Match the string "lifecycle" against each line below, and copy every line that matches.

Provided data section start

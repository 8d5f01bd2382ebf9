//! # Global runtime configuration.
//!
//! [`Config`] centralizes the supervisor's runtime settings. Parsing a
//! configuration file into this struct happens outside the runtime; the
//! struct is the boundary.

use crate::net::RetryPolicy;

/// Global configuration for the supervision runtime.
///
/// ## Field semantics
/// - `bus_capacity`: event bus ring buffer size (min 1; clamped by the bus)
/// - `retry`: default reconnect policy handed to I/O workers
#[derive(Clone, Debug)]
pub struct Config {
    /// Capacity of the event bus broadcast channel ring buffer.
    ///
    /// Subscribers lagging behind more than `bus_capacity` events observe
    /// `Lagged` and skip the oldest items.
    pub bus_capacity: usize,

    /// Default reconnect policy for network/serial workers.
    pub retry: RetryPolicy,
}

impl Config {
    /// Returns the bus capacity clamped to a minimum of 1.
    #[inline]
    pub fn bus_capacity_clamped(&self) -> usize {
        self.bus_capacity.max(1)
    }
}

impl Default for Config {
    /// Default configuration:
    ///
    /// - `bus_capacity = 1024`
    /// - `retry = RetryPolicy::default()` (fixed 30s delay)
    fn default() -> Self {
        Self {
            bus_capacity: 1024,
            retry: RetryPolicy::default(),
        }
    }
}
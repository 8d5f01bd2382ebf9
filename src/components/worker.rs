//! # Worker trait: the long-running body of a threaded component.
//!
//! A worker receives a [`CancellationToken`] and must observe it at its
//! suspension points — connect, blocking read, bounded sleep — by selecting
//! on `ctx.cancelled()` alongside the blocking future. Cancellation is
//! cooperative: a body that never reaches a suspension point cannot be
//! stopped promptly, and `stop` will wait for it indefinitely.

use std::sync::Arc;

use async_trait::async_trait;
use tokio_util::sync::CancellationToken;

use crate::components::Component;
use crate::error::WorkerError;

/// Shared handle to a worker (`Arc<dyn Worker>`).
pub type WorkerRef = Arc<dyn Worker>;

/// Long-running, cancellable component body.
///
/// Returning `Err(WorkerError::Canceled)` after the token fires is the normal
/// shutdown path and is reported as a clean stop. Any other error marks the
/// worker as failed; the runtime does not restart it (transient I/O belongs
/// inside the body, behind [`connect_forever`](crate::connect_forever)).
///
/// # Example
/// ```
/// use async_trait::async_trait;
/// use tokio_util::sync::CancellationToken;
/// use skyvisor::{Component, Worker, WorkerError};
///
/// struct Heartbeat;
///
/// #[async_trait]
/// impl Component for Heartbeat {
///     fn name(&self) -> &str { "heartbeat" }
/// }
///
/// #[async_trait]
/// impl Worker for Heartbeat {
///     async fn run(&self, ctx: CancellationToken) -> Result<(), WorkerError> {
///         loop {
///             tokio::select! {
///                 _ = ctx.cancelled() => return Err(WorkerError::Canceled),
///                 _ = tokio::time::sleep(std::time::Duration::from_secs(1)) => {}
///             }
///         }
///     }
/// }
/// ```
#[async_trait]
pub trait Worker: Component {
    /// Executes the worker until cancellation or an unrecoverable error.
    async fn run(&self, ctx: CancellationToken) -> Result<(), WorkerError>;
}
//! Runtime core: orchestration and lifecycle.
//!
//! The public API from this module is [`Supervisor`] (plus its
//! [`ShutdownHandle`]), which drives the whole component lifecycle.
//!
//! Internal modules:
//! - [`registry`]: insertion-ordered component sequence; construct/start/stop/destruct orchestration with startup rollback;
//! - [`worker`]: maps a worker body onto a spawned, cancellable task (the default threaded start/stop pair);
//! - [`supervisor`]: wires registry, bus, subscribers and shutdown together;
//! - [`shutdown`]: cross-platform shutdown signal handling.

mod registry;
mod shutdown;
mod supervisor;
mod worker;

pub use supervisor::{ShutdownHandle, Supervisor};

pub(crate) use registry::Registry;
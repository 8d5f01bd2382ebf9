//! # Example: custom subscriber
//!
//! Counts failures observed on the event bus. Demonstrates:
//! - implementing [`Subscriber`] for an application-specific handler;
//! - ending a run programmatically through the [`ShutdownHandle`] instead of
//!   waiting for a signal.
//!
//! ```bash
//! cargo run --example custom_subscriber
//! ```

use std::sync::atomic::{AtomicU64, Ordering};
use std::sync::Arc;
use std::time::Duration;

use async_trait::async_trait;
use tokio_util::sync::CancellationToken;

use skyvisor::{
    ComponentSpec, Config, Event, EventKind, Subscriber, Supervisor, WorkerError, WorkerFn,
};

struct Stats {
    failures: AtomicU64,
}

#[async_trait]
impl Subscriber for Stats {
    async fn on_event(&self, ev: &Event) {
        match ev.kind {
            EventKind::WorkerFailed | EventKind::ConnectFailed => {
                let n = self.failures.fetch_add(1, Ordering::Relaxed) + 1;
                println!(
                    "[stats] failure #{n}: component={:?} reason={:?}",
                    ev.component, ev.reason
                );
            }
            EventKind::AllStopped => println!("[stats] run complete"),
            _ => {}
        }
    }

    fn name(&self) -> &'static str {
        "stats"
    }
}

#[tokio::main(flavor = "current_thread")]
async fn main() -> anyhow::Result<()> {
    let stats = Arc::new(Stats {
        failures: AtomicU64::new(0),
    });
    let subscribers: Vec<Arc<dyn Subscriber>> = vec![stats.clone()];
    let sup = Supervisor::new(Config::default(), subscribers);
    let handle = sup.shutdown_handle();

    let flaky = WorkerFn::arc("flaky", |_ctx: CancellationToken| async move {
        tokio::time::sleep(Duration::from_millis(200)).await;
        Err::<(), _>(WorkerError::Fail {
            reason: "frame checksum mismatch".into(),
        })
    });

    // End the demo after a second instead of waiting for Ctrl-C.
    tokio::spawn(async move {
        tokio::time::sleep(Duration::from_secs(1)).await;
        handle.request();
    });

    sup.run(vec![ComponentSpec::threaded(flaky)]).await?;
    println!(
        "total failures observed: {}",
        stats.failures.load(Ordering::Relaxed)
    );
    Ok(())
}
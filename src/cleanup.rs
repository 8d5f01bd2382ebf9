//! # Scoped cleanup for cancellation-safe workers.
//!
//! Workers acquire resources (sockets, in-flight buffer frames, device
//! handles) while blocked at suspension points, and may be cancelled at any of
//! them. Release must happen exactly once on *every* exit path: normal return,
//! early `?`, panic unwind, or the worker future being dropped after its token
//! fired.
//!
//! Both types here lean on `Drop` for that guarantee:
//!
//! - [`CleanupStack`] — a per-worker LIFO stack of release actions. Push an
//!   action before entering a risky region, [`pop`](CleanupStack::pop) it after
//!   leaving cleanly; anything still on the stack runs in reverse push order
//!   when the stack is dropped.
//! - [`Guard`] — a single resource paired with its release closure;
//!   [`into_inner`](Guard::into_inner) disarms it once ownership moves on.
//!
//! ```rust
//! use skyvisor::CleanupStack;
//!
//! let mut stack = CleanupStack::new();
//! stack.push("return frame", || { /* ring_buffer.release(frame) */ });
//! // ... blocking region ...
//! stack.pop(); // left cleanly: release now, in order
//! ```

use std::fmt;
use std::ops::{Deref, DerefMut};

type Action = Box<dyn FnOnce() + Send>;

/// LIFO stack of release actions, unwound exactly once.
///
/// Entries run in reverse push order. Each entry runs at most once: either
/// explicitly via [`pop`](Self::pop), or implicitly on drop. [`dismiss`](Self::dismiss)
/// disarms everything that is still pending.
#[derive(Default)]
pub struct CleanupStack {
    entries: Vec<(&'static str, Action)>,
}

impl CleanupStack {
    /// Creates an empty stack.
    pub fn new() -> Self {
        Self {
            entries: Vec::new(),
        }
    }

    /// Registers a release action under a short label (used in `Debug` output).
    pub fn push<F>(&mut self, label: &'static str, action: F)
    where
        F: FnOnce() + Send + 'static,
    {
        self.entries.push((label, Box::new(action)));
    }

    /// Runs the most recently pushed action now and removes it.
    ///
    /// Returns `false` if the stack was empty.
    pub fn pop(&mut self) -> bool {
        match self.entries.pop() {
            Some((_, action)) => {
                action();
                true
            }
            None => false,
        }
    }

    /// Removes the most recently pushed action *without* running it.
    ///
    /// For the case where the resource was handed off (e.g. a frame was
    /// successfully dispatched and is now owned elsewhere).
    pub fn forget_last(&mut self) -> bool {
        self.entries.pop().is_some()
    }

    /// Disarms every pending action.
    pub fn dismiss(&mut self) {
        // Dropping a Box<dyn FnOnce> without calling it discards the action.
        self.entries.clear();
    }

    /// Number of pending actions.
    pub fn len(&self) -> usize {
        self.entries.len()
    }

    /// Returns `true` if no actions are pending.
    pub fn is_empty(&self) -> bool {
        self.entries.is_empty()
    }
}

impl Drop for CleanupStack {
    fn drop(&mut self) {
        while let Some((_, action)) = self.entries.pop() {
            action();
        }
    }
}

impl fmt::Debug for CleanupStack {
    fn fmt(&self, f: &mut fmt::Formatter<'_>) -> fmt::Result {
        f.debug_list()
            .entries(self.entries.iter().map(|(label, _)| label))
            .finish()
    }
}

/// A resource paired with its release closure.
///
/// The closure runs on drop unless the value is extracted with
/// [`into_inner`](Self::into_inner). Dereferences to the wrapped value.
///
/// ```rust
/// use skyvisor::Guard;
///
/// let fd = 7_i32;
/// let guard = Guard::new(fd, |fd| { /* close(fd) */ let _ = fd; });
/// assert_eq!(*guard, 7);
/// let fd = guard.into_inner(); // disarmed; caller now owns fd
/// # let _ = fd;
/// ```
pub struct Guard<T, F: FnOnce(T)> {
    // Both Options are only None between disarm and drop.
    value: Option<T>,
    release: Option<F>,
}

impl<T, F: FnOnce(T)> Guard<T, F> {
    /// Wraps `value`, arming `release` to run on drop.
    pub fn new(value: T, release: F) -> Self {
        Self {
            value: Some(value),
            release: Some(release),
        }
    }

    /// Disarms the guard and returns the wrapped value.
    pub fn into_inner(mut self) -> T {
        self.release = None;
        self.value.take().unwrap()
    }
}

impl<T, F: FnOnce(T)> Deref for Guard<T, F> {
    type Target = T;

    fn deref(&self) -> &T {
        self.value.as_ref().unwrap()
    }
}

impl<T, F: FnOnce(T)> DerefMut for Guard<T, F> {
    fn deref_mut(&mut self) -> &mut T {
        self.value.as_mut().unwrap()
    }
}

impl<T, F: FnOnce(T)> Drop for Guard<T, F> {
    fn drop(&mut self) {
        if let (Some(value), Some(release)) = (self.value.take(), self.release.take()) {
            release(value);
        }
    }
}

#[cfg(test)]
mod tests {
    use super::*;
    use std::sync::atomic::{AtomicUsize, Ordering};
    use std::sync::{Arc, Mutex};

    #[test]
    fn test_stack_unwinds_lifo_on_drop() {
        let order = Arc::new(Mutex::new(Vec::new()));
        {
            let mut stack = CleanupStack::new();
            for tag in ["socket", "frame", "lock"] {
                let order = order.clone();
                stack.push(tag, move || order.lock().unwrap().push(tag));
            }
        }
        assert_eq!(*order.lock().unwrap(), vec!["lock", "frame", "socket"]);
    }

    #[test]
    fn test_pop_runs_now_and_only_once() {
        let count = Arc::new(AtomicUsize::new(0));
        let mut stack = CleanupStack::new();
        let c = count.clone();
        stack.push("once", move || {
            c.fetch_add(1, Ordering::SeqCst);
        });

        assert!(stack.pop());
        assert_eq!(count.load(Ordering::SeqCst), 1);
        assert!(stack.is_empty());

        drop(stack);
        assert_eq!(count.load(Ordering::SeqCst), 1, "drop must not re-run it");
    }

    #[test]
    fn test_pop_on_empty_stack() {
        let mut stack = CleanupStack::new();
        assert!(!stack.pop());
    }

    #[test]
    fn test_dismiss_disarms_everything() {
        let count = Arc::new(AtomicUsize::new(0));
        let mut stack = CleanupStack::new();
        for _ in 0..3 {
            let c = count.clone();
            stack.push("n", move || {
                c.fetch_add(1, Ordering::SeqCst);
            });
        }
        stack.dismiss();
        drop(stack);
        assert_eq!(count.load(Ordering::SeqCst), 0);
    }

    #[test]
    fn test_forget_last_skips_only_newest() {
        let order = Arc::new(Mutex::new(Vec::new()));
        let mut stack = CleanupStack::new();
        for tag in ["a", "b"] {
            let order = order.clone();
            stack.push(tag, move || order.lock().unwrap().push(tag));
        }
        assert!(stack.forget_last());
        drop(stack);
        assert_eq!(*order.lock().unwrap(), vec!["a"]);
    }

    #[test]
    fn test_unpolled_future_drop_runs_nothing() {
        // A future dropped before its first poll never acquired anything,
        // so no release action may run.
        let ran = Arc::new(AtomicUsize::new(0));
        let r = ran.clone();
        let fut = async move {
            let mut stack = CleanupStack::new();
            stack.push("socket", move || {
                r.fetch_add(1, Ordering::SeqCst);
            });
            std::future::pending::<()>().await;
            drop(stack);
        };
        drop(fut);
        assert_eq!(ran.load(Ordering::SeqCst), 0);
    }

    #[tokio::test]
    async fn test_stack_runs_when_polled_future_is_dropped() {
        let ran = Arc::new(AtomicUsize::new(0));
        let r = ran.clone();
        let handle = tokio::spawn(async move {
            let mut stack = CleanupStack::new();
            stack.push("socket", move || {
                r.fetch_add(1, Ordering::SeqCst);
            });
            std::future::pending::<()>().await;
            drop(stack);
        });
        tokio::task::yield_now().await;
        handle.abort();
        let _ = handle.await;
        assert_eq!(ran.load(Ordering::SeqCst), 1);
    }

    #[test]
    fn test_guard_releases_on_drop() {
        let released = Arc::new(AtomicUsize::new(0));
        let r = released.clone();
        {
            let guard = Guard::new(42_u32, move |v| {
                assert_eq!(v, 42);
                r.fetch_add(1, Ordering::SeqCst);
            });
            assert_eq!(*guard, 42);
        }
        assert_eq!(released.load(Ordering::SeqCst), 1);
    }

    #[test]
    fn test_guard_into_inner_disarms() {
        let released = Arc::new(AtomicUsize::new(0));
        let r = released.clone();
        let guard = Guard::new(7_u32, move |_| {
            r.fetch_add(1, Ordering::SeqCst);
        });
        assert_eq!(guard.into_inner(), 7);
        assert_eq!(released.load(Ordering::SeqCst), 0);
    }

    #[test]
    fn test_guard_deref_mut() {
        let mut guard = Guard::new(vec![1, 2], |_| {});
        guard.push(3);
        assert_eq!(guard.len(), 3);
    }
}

Provided data section end

▸ **Expected answer**:
//! Runtime core: orchestration and lifecycle.
//! [`ShutdownHandle`]), which drives the whole component lifecycle.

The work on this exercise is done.